■ Exercise prompt: I need the number of lines in the data that contain the word "control", and nothing beyond it.

──────── Available data ────────

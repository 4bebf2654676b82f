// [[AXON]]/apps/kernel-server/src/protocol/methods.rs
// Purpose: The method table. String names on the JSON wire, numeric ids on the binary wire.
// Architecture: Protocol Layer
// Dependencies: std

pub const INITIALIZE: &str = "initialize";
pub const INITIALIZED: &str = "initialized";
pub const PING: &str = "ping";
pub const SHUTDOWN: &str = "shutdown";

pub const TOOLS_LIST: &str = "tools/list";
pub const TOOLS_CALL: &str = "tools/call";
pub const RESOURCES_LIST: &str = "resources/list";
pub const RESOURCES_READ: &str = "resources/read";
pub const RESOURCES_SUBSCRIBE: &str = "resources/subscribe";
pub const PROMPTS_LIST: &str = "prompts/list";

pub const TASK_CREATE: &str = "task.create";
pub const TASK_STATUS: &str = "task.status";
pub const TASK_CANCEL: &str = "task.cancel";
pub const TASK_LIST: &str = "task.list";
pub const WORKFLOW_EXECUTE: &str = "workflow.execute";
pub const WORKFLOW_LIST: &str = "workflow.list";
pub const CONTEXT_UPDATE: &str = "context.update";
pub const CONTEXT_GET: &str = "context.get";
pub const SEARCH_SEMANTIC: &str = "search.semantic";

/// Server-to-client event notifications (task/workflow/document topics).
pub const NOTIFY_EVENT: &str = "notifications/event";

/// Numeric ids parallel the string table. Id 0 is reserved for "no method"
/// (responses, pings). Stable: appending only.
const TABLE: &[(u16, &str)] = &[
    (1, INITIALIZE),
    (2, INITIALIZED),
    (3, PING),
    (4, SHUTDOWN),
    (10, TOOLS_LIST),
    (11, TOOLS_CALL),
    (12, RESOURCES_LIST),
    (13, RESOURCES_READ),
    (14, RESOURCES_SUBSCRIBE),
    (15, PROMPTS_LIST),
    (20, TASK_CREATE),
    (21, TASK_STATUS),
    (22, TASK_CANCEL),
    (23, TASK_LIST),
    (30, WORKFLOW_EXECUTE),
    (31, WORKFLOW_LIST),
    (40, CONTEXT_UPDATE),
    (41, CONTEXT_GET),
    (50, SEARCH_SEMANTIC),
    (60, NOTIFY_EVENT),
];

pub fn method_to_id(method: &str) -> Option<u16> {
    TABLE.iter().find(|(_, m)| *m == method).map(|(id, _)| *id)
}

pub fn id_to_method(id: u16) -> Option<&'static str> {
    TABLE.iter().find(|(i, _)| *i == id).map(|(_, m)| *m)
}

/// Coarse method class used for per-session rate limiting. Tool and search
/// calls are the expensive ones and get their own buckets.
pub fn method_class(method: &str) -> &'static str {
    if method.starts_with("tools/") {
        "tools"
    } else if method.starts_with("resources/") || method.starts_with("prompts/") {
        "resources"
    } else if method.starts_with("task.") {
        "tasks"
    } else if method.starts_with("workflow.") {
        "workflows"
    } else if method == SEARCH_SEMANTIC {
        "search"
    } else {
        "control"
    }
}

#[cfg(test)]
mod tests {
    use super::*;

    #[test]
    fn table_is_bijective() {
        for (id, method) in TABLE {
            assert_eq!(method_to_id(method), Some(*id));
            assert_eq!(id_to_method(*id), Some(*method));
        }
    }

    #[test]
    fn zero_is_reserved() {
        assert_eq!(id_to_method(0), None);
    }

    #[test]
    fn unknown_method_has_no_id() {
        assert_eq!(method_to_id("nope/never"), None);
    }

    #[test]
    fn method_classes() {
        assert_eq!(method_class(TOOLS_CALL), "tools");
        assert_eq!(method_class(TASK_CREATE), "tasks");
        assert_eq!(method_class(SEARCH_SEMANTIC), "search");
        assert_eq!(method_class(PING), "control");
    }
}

────────
──────── Available data ────────

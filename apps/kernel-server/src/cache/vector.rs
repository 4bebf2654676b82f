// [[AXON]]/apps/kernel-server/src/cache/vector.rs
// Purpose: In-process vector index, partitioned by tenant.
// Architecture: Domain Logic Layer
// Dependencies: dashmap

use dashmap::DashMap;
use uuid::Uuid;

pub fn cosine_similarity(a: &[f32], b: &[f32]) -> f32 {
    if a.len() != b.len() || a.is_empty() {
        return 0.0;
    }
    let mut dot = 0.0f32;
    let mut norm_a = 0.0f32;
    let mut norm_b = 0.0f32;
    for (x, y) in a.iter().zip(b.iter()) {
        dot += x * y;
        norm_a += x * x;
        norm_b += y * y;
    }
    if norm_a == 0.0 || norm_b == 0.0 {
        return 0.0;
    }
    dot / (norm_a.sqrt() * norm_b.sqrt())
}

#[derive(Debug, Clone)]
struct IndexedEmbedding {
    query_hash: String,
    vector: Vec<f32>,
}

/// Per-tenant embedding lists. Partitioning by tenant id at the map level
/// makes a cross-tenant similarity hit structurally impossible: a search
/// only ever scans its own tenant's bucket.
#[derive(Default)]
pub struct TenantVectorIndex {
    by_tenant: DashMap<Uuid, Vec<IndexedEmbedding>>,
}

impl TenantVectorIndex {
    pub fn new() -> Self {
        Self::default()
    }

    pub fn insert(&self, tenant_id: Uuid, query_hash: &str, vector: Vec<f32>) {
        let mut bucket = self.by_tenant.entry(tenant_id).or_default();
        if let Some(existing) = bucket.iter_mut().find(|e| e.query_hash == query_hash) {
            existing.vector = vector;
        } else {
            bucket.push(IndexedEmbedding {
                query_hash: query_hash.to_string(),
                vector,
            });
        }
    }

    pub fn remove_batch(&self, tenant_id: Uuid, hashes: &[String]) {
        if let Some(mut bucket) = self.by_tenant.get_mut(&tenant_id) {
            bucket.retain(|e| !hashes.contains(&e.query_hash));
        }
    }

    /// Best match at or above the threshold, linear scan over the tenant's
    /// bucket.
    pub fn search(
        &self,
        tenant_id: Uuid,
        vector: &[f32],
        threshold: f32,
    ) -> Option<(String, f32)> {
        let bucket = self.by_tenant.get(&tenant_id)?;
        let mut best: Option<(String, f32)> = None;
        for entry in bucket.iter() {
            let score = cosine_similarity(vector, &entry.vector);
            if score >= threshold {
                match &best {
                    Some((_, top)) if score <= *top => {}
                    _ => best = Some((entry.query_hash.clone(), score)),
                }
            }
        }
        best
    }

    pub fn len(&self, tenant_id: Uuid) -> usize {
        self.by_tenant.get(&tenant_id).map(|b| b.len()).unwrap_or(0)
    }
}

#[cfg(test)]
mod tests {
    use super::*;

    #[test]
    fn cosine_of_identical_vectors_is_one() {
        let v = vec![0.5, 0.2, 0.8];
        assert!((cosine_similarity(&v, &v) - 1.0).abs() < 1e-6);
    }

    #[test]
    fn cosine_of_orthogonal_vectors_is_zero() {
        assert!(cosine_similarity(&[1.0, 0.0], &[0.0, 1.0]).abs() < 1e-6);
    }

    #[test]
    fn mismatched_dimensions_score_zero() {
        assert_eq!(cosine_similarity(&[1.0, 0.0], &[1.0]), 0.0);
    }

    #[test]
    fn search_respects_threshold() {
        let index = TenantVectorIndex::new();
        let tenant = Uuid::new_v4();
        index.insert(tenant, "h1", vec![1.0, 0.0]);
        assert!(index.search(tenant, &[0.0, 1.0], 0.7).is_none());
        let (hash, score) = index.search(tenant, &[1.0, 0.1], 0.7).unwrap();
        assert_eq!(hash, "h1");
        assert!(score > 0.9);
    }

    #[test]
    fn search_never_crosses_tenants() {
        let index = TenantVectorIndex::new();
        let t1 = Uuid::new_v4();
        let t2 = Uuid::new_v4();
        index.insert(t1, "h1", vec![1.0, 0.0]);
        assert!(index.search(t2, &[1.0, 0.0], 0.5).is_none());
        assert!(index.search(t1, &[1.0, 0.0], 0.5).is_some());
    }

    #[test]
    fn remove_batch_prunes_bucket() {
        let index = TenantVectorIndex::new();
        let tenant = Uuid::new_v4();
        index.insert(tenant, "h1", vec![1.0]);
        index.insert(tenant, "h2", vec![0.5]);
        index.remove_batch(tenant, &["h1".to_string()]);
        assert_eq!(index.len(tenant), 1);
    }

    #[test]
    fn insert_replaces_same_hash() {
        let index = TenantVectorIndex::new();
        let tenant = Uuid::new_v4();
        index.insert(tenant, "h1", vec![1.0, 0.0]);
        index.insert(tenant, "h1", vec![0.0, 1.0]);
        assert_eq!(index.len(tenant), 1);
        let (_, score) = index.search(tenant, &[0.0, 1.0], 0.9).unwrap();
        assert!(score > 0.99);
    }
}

────────

■ Answer section: 2